Task instructions :: Give the number of lines in the records below that include the word "PAYMENT", and add nothing to it.

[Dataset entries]
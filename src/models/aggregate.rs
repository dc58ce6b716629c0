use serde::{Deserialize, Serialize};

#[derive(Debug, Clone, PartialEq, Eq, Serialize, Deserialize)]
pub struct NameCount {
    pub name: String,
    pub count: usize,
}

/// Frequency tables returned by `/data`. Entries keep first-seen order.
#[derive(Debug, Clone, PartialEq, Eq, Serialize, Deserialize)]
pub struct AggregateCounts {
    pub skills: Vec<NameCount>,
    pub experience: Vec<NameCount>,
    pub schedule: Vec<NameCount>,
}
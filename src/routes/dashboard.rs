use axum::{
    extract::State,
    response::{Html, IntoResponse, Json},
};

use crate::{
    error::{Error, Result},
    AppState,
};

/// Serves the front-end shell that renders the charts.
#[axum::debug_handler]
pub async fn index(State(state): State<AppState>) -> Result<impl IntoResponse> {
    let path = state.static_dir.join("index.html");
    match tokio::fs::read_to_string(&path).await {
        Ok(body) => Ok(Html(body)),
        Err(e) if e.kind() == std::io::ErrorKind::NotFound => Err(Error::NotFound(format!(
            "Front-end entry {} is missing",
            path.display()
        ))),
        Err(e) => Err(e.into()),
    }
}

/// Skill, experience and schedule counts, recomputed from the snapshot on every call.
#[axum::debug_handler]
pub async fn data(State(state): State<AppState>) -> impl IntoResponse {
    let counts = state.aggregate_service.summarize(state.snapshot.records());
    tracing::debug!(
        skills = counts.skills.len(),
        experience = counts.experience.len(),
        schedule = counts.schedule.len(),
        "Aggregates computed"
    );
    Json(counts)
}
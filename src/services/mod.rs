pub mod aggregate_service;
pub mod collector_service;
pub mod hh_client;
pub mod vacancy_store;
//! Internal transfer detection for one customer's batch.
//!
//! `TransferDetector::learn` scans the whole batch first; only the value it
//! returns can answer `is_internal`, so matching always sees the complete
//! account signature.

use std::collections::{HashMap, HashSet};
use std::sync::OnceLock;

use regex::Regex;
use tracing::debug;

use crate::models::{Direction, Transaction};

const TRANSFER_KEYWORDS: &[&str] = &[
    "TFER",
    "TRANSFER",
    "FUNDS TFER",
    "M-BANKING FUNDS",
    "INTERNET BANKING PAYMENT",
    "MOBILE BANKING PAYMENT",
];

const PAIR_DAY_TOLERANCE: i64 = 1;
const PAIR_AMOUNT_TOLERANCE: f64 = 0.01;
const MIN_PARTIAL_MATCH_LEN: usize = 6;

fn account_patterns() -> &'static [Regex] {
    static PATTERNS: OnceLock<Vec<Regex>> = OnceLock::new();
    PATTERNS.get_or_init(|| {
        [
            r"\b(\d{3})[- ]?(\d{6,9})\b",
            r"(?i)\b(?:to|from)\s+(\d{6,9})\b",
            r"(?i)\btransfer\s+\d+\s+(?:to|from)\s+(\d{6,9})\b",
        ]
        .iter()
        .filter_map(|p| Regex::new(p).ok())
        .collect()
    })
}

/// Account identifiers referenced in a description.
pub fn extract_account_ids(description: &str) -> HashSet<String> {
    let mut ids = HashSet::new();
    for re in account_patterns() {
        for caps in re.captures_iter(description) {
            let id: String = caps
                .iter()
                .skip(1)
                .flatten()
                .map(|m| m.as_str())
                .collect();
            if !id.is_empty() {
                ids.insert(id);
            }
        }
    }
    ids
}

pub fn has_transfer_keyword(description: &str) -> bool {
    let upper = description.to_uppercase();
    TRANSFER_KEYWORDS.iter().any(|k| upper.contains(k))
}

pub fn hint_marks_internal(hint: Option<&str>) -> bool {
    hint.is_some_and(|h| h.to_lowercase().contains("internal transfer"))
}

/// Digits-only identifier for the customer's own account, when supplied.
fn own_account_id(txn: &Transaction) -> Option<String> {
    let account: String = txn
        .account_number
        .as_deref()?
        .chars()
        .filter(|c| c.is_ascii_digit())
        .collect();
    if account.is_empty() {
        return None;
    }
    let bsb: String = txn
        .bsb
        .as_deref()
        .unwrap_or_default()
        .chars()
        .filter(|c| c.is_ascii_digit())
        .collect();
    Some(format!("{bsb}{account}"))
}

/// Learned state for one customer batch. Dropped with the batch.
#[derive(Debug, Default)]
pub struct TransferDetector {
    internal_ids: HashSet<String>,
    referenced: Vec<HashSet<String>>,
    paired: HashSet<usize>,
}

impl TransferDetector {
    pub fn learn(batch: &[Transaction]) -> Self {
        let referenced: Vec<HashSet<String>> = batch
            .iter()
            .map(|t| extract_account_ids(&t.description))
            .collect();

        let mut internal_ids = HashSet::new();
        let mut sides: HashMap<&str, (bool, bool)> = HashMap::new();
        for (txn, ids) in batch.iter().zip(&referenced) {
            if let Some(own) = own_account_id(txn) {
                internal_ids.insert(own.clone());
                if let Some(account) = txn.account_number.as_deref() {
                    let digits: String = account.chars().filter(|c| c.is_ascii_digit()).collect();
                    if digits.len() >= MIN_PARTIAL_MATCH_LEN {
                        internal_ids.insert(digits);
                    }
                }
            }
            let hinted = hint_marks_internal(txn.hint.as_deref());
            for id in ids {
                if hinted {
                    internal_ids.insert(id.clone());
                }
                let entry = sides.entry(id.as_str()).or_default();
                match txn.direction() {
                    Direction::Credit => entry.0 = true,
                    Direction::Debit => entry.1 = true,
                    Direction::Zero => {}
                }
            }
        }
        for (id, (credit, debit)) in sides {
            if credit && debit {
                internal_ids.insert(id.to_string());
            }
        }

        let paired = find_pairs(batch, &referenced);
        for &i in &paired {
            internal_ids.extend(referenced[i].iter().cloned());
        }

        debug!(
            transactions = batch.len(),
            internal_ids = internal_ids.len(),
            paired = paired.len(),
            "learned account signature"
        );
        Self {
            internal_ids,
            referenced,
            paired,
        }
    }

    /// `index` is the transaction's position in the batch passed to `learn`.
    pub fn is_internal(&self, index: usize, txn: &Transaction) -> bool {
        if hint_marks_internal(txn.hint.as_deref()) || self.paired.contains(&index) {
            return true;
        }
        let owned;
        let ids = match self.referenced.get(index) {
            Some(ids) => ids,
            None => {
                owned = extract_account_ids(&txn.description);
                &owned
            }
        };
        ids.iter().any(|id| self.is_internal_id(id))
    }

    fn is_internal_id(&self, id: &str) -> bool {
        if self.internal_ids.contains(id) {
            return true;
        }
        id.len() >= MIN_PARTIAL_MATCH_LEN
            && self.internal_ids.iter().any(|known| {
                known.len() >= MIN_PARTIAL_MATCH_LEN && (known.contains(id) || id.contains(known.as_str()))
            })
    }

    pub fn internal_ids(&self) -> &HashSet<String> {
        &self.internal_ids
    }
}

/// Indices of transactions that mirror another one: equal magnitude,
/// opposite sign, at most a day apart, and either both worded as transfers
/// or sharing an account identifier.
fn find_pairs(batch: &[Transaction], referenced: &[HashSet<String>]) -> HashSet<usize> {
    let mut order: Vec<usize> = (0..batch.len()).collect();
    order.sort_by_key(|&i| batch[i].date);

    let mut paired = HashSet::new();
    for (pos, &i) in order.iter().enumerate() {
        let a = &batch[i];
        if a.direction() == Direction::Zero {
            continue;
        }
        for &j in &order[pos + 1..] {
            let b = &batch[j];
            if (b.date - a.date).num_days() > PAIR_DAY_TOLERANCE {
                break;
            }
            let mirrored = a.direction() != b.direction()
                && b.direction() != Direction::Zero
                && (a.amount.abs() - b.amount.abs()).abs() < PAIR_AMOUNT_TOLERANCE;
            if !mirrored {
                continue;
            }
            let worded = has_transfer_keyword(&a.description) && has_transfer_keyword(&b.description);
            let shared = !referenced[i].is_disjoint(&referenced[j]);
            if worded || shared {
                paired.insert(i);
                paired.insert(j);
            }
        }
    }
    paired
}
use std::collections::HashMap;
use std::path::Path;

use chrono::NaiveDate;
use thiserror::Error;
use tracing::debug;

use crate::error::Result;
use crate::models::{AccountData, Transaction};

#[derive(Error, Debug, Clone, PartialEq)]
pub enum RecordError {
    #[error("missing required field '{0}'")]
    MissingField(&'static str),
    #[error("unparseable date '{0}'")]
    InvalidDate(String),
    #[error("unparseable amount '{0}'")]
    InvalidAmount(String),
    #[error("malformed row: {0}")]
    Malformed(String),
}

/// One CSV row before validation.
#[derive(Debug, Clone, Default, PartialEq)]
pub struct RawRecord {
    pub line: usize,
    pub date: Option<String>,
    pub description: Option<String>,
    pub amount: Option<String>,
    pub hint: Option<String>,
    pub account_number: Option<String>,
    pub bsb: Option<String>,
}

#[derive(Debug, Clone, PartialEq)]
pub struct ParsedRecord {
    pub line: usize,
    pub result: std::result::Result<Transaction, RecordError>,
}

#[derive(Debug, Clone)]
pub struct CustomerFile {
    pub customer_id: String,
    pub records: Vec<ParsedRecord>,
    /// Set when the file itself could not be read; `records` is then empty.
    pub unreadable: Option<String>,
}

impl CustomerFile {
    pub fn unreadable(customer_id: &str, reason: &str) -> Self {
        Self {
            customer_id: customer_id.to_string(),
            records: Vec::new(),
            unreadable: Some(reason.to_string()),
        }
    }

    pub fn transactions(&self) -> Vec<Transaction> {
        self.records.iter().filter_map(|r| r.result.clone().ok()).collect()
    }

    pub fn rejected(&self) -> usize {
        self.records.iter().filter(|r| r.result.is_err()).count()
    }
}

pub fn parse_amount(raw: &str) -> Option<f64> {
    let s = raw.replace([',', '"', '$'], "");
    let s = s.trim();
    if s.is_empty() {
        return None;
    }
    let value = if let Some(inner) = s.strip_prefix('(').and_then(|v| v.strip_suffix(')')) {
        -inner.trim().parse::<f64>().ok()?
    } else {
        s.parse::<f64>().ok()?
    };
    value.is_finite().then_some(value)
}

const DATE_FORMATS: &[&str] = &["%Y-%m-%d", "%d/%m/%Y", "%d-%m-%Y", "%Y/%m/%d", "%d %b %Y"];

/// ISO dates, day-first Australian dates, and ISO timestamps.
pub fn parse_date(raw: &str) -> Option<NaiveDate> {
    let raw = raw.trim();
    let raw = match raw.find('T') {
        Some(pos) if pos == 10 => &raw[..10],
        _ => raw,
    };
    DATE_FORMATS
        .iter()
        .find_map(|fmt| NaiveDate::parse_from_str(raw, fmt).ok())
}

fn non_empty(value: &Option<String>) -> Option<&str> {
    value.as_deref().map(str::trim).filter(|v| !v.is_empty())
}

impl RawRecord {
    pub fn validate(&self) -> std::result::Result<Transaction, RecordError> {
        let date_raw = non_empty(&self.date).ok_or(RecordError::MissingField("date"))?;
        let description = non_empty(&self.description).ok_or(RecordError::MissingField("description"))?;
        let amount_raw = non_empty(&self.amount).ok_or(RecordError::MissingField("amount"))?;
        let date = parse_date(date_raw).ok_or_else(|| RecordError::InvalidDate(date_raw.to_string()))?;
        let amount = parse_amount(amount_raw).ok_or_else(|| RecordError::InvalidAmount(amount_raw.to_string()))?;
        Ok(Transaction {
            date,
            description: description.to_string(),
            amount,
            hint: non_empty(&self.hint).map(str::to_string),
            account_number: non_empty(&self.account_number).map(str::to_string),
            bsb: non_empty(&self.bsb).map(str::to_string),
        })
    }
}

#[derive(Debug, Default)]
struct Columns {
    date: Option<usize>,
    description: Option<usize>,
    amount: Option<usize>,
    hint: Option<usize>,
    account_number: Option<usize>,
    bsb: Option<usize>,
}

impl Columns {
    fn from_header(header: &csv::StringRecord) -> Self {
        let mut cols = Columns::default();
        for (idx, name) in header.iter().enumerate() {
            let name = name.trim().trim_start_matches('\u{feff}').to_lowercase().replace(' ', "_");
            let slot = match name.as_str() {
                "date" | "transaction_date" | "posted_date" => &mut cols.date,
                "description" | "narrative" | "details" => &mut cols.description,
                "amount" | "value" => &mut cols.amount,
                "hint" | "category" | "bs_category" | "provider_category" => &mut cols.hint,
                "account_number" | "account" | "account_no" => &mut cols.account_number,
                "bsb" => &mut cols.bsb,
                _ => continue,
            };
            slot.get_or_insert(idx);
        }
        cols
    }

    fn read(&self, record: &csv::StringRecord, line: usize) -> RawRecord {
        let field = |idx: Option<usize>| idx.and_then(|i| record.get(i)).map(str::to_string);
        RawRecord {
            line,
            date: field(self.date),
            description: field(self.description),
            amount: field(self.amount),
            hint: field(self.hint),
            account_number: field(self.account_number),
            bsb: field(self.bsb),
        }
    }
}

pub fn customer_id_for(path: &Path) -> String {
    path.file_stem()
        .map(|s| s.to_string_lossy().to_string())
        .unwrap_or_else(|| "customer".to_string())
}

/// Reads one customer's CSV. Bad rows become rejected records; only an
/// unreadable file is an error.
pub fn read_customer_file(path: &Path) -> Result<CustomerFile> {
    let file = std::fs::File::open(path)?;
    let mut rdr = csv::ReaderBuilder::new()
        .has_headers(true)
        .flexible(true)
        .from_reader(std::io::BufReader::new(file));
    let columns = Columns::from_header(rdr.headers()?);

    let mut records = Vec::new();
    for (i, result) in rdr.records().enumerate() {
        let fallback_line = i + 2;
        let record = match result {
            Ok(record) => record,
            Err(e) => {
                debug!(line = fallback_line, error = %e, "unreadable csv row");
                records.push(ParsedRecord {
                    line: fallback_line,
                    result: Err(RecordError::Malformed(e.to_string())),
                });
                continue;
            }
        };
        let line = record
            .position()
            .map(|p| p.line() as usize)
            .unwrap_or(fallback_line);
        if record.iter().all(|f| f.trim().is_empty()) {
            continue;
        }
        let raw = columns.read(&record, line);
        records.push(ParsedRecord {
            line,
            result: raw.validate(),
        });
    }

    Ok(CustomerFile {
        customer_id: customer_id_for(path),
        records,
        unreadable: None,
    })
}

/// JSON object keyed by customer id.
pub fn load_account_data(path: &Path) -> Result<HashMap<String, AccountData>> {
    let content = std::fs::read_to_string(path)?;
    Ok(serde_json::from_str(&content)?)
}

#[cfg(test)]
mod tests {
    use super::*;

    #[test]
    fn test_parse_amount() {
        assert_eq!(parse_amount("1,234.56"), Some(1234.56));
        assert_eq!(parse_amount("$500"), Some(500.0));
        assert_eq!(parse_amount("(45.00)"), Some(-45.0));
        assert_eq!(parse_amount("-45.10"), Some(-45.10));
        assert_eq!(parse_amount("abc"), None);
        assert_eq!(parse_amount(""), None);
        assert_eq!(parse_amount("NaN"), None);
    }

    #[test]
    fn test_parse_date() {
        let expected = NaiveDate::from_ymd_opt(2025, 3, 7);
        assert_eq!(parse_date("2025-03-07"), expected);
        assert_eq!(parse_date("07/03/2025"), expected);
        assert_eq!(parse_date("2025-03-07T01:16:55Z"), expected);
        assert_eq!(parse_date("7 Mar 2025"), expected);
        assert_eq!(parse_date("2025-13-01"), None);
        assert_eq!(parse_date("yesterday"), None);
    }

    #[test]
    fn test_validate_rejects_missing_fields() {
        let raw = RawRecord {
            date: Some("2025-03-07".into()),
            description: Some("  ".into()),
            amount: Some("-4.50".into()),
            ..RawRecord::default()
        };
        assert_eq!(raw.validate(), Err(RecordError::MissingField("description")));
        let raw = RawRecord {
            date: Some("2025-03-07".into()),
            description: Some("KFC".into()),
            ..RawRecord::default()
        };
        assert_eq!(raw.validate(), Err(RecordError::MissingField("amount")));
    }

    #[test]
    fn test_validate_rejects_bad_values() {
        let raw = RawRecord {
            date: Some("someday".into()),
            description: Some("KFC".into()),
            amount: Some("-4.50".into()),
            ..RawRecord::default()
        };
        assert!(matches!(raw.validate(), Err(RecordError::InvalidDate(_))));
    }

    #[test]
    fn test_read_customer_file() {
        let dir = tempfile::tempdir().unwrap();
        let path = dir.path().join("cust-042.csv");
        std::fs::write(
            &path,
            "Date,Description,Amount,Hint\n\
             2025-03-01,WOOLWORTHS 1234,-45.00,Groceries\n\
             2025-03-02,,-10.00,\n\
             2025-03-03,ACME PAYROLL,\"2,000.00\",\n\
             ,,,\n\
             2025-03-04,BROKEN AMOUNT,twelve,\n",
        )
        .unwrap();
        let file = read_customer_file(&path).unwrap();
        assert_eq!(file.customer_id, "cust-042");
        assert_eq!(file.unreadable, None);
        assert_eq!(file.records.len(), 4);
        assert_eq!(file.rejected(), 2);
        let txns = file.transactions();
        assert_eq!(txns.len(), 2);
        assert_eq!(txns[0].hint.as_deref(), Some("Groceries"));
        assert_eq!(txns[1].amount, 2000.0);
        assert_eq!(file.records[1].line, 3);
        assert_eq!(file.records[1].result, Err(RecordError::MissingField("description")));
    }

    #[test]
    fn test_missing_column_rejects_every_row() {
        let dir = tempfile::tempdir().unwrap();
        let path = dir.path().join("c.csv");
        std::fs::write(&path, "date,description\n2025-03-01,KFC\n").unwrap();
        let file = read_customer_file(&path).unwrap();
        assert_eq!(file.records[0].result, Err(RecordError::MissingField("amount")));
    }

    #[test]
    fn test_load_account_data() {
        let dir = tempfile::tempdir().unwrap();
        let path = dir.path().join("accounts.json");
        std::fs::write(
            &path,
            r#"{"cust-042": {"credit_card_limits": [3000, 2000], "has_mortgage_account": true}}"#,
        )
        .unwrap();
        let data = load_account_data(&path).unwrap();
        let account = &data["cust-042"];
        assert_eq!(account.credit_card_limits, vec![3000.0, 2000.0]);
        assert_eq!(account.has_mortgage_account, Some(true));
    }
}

Reply to the exercise :: 2